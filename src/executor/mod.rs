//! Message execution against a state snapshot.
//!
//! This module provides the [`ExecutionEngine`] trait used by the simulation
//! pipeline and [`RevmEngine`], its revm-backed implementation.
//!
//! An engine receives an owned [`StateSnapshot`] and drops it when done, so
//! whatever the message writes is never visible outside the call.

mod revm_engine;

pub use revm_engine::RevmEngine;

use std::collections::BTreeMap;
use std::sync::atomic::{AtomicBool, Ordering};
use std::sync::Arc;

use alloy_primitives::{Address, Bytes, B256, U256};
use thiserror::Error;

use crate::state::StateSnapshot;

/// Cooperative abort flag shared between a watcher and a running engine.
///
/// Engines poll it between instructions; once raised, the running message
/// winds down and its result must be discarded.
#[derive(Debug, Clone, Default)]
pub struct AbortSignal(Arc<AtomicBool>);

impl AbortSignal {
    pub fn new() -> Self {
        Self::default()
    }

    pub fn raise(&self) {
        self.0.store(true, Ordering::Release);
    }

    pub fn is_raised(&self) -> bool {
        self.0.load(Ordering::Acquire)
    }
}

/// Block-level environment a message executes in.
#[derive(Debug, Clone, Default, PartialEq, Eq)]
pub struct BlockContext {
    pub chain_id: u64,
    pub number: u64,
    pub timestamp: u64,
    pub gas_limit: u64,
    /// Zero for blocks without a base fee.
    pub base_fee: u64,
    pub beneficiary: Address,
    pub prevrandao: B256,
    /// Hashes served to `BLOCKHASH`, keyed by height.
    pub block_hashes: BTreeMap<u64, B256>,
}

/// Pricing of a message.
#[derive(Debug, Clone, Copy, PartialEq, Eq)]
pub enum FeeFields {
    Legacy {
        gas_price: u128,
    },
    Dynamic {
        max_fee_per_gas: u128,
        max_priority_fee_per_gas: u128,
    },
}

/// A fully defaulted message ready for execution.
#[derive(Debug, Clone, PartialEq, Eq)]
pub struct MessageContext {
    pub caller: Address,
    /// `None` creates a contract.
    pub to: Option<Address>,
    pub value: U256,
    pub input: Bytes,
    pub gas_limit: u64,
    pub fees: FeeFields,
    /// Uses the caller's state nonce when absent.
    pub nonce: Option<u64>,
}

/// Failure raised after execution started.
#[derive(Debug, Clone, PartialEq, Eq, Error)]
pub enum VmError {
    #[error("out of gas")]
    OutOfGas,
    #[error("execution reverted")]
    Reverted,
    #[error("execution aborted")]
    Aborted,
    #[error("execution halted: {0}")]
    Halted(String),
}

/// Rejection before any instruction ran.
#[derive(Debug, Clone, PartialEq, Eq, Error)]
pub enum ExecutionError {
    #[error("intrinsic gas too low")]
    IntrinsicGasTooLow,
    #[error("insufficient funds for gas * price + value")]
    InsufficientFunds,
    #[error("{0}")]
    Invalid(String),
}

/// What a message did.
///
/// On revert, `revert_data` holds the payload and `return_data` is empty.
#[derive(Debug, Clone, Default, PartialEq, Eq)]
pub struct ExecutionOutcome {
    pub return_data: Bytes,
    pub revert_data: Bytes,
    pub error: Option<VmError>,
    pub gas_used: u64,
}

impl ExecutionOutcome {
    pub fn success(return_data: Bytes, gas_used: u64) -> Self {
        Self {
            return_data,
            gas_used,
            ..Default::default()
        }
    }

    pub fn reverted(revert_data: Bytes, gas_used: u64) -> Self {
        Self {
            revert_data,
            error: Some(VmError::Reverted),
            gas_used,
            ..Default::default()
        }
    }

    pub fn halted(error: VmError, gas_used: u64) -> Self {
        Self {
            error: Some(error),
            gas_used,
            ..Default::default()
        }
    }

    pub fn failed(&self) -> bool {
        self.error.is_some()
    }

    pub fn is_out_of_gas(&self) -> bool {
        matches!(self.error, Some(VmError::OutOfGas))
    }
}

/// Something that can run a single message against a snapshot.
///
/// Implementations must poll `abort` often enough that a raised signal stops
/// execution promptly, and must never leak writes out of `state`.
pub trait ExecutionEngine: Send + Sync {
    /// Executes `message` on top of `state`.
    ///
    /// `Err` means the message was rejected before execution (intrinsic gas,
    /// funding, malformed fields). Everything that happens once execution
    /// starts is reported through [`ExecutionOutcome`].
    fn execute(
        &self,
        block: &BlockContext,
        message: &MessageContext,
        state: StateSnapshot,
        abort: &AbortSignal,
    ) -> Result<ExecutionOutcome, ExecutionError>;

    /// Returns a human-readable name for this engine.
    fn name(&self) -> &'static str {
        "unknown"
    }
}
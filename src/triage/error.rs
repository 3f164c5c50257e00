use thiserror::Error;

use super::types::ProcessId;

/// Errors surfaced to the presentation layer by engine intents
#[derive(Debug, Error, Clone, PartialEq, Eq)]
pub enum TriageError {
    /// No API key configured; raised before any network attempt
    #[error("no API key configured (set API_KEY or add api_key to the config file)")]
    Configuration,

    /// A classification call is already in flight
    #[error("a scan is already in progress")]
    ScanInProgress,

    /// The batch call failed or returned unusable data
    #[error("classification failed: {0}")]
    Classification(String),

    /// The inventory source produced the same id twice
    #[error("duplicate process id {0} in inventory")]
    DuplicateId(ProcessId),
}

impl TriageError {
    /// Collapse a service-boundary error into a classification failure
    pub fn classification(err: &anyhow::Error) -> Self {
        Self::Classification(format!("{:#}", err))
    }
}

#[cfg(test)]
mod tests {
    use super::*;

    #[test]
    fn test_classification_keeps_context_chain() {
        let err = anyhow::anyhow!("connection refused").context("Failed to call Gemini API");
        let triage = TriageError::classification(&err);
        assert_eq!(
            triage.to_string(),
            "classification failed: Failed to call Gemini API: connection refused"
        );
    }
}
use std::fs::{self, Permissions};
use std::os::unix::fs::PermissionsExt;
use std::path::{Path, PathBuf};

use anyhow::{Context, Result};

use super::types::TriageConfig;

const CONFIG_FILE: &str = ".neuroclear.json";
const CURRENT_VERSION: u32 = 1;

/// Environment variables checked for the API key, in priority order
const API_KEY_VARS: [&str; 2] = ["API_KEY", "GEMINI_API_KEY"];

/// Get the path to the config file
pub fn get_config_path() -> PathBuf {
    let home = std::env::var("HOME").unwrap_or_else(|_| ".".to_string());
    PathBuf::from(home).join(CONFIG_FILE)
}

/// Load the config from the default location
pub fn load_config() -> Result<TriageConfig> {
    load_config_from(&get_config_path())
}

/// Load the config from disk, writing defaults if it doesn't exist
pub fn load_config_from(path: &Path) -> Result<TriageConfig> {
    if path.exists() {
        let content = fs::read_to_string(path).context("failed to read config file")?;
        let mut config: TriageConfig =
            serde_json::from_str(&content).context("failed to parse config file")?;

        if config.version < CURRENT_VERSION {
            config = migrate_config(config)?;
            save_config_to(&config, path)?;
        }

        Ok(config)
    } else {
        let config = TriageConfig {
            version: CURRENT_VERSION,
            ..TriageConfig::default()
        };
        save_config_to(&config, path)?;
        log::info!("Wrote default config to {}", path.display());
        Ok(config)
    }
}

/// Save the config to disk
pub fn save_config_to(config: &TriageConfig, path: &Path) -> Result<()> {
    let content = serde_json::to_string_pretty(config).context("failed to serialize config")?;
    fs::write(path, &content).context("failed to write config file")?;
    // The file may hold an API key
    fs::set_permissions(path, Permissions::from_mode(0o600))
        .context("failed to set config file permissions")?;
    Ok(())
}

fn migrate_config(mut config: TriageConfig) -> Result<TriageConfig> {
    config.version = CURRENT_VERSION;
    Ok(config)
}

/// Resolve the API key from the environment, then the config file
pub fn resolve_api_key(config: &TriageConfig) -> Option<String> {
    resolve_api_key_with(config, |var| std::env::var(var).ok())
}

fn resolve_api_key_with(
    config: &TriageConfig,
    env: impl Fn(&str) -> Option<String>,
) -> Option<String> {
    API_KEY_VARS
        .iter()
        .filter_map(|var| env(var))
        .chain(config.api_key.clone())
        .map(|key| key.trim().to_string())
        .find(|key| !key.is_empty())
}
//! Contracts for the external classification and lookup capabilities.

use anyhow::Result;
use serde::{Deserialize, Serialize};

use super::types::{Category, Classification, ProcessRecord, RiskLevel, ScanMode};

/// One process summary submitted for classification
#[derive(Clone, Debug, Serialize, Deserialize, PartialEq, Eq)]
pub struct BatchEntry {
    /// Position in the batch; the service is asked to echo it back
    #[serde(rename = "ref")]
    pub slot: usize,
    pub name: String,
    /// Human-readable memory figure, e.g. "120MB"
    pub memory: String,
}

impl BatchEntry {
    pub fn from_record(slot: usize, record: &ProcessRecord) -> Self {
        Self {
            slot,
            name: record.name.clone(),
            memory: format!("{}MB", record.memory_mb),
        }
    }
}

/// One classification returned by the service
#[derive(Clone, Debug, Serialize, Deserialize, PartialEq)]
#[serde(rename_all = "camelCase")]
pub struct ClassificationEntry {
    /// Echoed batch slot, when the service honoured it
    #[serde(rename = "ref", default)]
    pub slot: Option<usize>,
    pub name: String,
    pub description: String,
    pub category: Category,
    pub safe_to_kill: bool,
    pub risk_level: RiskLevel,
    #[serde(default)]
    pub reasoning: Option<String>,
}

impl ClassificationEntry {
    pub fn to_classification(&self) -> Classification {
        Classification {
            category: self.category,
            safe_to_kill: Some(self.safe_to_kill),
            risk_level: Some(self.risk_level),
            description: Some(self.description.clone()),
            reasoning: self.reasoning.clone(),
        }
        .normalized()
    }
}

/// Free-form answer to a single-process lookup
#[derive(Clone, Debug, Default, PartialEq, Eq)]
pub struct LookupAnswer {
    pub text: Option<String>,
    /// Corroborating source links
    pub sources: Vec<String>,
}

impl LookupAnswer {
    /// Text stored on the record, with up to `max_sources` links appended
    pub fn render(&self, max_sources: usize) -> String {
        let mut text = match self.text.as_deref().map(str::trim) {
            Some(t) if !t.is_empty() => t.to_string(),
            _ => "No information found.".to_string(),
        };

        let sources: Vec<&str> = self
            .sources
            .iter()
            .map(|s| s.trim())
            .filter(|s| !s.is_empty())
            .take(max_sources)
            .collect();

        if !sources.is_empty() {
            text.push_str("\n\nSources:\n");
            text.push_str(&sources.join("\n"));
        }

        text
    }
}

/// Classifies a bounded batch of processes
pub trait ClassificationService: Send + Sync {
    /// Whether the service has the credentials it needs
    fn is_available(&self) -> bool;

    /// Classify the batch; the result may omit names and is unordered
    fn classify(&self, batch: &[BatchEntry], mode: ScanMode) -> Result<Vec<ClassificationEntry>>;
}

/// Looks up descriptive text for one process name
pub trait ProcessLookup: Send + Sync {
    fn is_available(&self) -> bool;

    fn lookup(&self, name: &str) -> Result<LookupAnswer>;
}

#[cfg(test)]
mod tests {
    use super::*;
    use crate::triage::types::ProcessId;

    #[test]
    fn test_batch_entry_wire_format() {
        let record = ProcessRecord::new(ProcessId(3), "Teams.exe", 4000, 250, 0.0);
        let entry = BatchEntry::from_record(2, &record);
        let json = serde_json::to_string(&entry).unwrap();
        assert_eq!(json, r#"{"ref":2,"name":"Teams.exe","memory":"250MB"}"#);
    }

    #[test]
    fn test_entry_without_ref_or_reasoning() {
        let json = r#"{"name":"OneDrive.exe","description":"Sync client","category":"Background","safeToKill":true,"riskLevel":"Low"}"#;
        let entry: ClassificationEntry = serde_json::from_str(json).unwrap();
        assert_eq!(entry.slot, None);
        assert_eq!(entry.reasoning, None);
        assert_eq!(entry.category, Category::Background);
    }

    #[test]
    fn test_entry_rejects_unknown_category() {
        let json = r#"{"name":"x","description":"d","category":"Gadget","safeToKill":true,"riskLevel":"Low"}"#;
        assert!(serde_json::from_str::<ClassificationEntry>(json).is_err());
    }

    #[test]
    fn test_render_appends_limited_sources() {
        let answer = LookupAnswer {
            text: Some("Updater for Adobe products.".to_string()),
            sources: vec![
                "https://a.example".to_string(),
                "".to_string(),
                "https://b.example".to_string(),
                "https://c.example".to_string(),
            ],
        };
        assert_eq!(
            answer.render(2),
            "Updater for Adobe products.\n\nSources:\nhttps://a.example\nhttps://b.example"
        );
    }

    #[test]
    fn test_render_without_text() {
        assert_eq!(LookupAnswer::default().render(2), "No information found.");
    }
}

» What this task involves
Search the data above for the word "LookupAnswer". Copy each line it is in.

» Written response
pub struct LookupAnswer {
impl LookupAnswer {
    fn lookup(&self, name: &str) -> Result<LookupAnswer>;
        let answer = LookupAnswer {
        assert_eq!(LookupAnswer::default().render(2), "No information found.");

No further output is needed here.